De l’eau s’écoule d’un éclairage de néon au
plafond. Les agents de sécurité ont installé une rubalise et tentent de
maitriser la fuite au beau milieu de la salle d’attente. Ils font appel à deux
travailleur/es du nettoyage, est-européens, qui doivent éponger l’eau avec un
chiffon au bout d’une longue perche, sans aucun équipement de sécurité alors
qu’ils peuvent s’électrocuter… Tiens, je remarque qu’un des agents de sécurité
que nous connaissons porte un badge bleu au lieu des insignes oranges de Mitie.
Il confirme : oui, Mitie a bien perdu le marché du tribunal, lui a
eu la chance d’être repris par la nouvelle boite, OSE, et il est bien content
de garder un job proche de son domicile. Il est vrai que Mitie avait commis
quelques abus ici devant nous et contre nous et peut être même contre Julian
Assange que nous avons pu voir terrorisé alors qu’ils étaient chargés de sa
garde. Nous attendons encore jusqu’à 10 heures. Petit à petit la situation se
clarifie : les Européens de l’est se regroupent devant la salle 1 et la
salle 3 sera entièrement consacré à Julian Assange. Florence Iveson, la
nouvelle avocate ayant remplacé Hamilton Fitzgerald, s’active avec Alistar Lyon
et la collaboratrice de Gareth Peirce entre les consultation room, le secrétariat
et la salle d’audience toujours fermée.
A 10 heures passée l’audience n’a toujours pas
commencé, et une certaine nervosité s’installe. Les journalistes arrivés pour
Julian, Juan Passerelli, Mohamed El Maazi, une femme et deux hommes que je ne connais
pas sont assis sur les fauteuils de la salle d’attente confiants qu’ils vont
pouvoir rentrer. Ce n’est pas notre cas, nous sommes inquiets de devoir rester
debout toute la journée ici. Peu après la greffière, une femme que j’ai vu
plusieurs fois toujours plongée dans son ordinateur, sort de la salle
d’audience affichant un visage profondément ennuyé de quelqu’un qu’on charge
d’une besogne qui n’est pas la sienne. Me trouvant toute proche j’entends
Florence Iveson demander un délai parce que Belmarsh ne répond pas aux
sollicitations des avocats. La greffière finit par répondre qu’ils
pourront peut-être lui parler dans la salle une fois la connexion video
établie. Mais les avocats doivent se débrouiller pour faire comparaitre leurs
clients et la cour ne fait aucun effort pour faire ce qui est quand même son
travail… Encore un indice exaspérant que tous ces dysfonctionnements montrent
un monde de faux semblants. Finalement à 10h30 nous sommes toujours debout
devant la porte, alors que Iveson et les deux collaborateurs de Peirce et
Birnberg s’enferment dans la salle.
Vanessa Baraitser la femme qui est censée juger Assange , ici dans la salle 3 du batiment appartenant à a multinationales Prudentdial qui loue ses locaux à la Westminster Magristrate Court
C’est alors qu’entrent dans la salle d’attente
John Shipton et Stella Morris. John Shipton nous salue aimablement puis échange
avec les journalistes. Il est question de qui va lui céder sa précieuse place,
je ne peux le faire vu les efforts que je fais pour être ici. Mais j’ai le
pressentiment que comme dans la Woolwich Court, cela ne sera pas nécessaire.

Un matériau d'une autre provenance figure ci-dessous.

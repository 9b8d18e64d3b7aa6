pub mod bound;
pub mod kind;

use std::{
    cmp::Ordering,
    fmt::{Debug, Display, Formatter},
    hash::{Hash, Hasher},
    mem::discriminant,
};

use chrono::{DateTime, SecondsFormat, TimeZone, Utc};

use crate::endpoint::kind::EndpointKind;

/// One boundary of a time interval.
///
/// A finite endpoint is either closed, which means the interval contains its instant,
/// or open, which means it does not. Infinite endpoints are always open: no interval
/// contains an infinity.
///
/// Endpoints are totally ordered. Minus infinity precedes everything else, plus infinity
/// follows everything else, and finite endpoints are ordered by their instant. At the same
/// instant, a closed endpoint precedes an open one.
#[must_use]
#[derive(Clone, derive_more::IsVariant)]
pub enum Endpoint<Tz: TimeZone = Utc> {
    MinusInfinity,

    Finite {
        value: DateTime<Tz>,

        /// Whether the interval contains the instant.
        included: bool,
    },

    PlusInfinity,
}

impl<Tz: TimeZone> Copy for Endpoint<Tz> where DateTime<Tz>: Copy {}

impl<Tz: TimeZone> Endpoint<Tz> {
    /// Finite endpoint, excluded from its interval.
    pub const fn open(value: DateTime<Tz>) -> Self {
        Self::Finite { value, included: false }
    }

    /// Finite endpoint, included in its interval.
    pub const fn closed(value: DateTime<Tz>) -> Self {
        Self::Finite { value, included: true }
    }

    pub const fn minus_infinity() -> Self {
        Self::MinusInfinity
    }

    pub const fn plus_infinity() -> Self {
        Self::PlusInfinity
    }

    #[must_use]
    pub const fn kind(&self) -> EndpointKind {
        match self {
            Self::MinusInfinity => EndpointKind::MinusInfinity,
            Self::Finite { .. } => EndpointKind::Finite,
            Self::PlusInfinity => EndpointKind::PlusInfinity,
        }
    }

    /// Instant of a finite endpoint, [`None`] for the infinities.
    #[must_use]
    pub const fn value(&self) -> Option<&DateTime<Tz>> {
        match self {
            Self::Finite { value, .. } => Some(value),
            Self::MinusInfinity | Self::PlusInfinity => None,
        }
    }

    /// Whether the interval excludes the endpoint. Always `true` for the infinities.
    #[must_use]
    pub const fn is_open(&self) -> bool {
        !self.is_closed()
    }

    /// Whether the interval includes the endpoint. Always `false` for the infinities.
    #[must_use]
    pub const fn is_closed(&self) -> bool {
        matches!(self, Self::Finite { included: true, .. })
    }

    /// Check whether the endpoint strictly precedes the other one.
    ///
    /// A closed endpoint precedes an open endpoint at the same instant.
    #[must_use]
    #[allow(clippy::match_same_arms)]
    pub fn is_before(&self, other: &Self) -> bool {
        match (self, other) {
            (_, Self::MinusInfinity) => false,
            (Self::MinusInfinity, _) => true,
            (Self::PlusInfinity, _) => false,
            (_, Self::PlusInfinity) => true,
            (
                Self::Finite { value: lhs, included: true },
                Self::Finite { value: rhs, included: true },
            ) => lhs < rhs,
            (
                Self::Finite { value: lhs, included: true },
                Self::Finite { value: rhs, included: false },
            ) => lhs <= rhs,
            (Self::Finite { value: lhs, .. }, Self::Finite { value: rhs, .. }) => lhs < rhs,
        }
    }

    /// Check whether the endpoint strictly follows the other one.
    ///
    /// An open endpoint follows a closed endpoint at the same instant.
    #[must_use]
    #[allow(clippy::match_same_arms)]
    pub fn is_after(&self, other: &Self) -> bool {
        match (self, other) {
            (_, Self::PlusInfinity) => false,
            (Self::PlusInfinity, _) => true,
            (Self::MinusInfinity, _) => false,
            (_, Self::MinusInfinity) => true,
            (
                Self::Finite { value: lhs, included: true },
                Self::Finite { value: rhs, included: true },
            ) => lhs > rhs,
            (
                Self::Finite { value: lhs, included: false },
                Self::Finite { value: rhs, included: true },
            ) => lhs >= rhs,
            (Self::Finite { value: lhs, .. }, Self::Finite { value: rhs, .. }) => lhs > rhs,
        }
    }

    /// Express the endpoint in another time zone, keeping its instant and inclusion.
    pub fn with_timezone<Tz2: TimeZone>(&self, tz: &Tz2) -> Endpoint<Tz2> {
        match self {
            Self::MinusInfinity => Endpoint::MinusInfinity,
            Self::Finite { value, included } => {
                Endpoint::Finite { value: value.with_timezone(tz), included: *included }
            }
            Self::PlusInfinity => Endpoint::PlusInfinity,
        }
    }
}

impl<Tz: TimeZone> Display for Endpoint<Tz>
where
    Tz::Offset: Display,
{
    fn fmt(&self, f: &mut Formatter<'_>) -> std::fmt::Result {
        match self {
            Self::Finite { value, .. } => {
                write!(f, "{}", value.to_rfc3339_opts(SecondsFormat::AutoSi, true))
            }
            Self::MinusInfinity | Self::PlusInfinity => Display::fmt(&self.kind(), f),
        }
    }
}

impl<Tz: TimeZone> Debug for Endpoint<Tz> {
    fn fmt(&self, f: &mut Formatter<'_>) -> std::fmt::Result {
        match self {
            Self::MinusInfinity => f.write_str("MinusInfinity"),
            Self::Finite { value, included: true } => {
                f.debug_tuple("Closed").field(value).finish()
            }
            Self::Finite { value, included: false } => {
                f.debug_tuple("Open").field(value).finish()
            }
            Self::PlusInfinity => f.write_str("PlusInfinity"),
        }
    }
}

impl<Tz: TimeZone> PartialEq for Endpoint<Tz> {
    fn eq(&self, other: &Self) -> bool {
        match (self, other) {
            (Self::MinusInfinity, Self::MinusInfinity)
            | (Self::PlusInfinity, Self::PlusInfinity) => true,
            (
                Self::Finite { value: lhs, included: lhs_included },
                Self::Finite { value: rhs, included: rhs_included },
            ) => lhs == rhs && lhs_included == rhs_included,
            _ => false,
        }
    }
}

impl<Tz: TimeZone> Eq for Endpoint<Tz> {}

impl<Tz: TimeZone> Hash for Endpoint<Tz> {
    fn hash<H: Hasher>(&self, state: &mut H) {
        discriminant(self).hash(state);
        if let Self::Finite { value, included } = self {
            value.hash(state);
            included.hash(state);
        }
    }
}

impl<Tz: TimeZone> PartialOrd for Endpoint<Tz> {
    fn partial_cmp(&self, other: &Self) -> Option<Ordering> {
        Some(self.cmp(other))
    }
}

impl<Tz: TimeZone> Ord for Endpoint<Tz> {
    fn cmp(&self, other: &Self) -> Ordering {
        if self.is_before(other) {
            Ordering::Less
        } else if self.is_after(other) {
            Ordering::Greater
        } else {
            Ordering::Equal
        }
    }
}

Néanmoins lorsque la greffière sort à 10h45 et annonce qu’à cause du
« social distancing » seuls les journalistes pourront entrer et
personne d’autre, l’émotion est vive. Quelqu’un dit quand même que nous sommes ici
depuis 6 heures du matin. Elle fait entrer les journalistes qui sont cinq en
tout. C’est alors que John Shipton s’avance vers elle, Stella Morris derrière
lui. Il dit « je suis le père de Julian Assange et elle sa
partenaire » (« partner »). Et moi, qui suis toujours en tête de
la file, je dis « et moi je représente une association des droits de
l’hommes ». La femme me regarde avec hostilité et crie « Je ne
parle pas avec vous » ! Je suis interloquée car je n’ai rien dit
d’agressif. On aurait pu annoncer que nous sommes la « famille
française » de Julian Assange, celle dont John Shipton a parlé le 18 avril
2020, mais ce n’est pas dans notre style de mentir. Quoi de plus naturel dans
un pays démocratique que la présence d’une association de défense des droits de
l’homme pour contrôler le respect des droits ! Nous n’avons pas besoin de
nous justifier d’être là !
Je suis à coté de John Shipton
Alors la greffière me somme de reculer pour
respecter le « social distancing ». Je le fais avec peine car la file
me pousse dans le dos et les militants sont aussi excédés que moi. Je lui fais
remarquer qu’au moins je porte un masque, un
ustensile qui me donne visiblement plus de légitimité aujourd’hui que
l’évocation des Droits de l’Homme… La greffière remarque « je dois gérer
cette situation » qui objectivement n’est pas facile. On attend silencieusement.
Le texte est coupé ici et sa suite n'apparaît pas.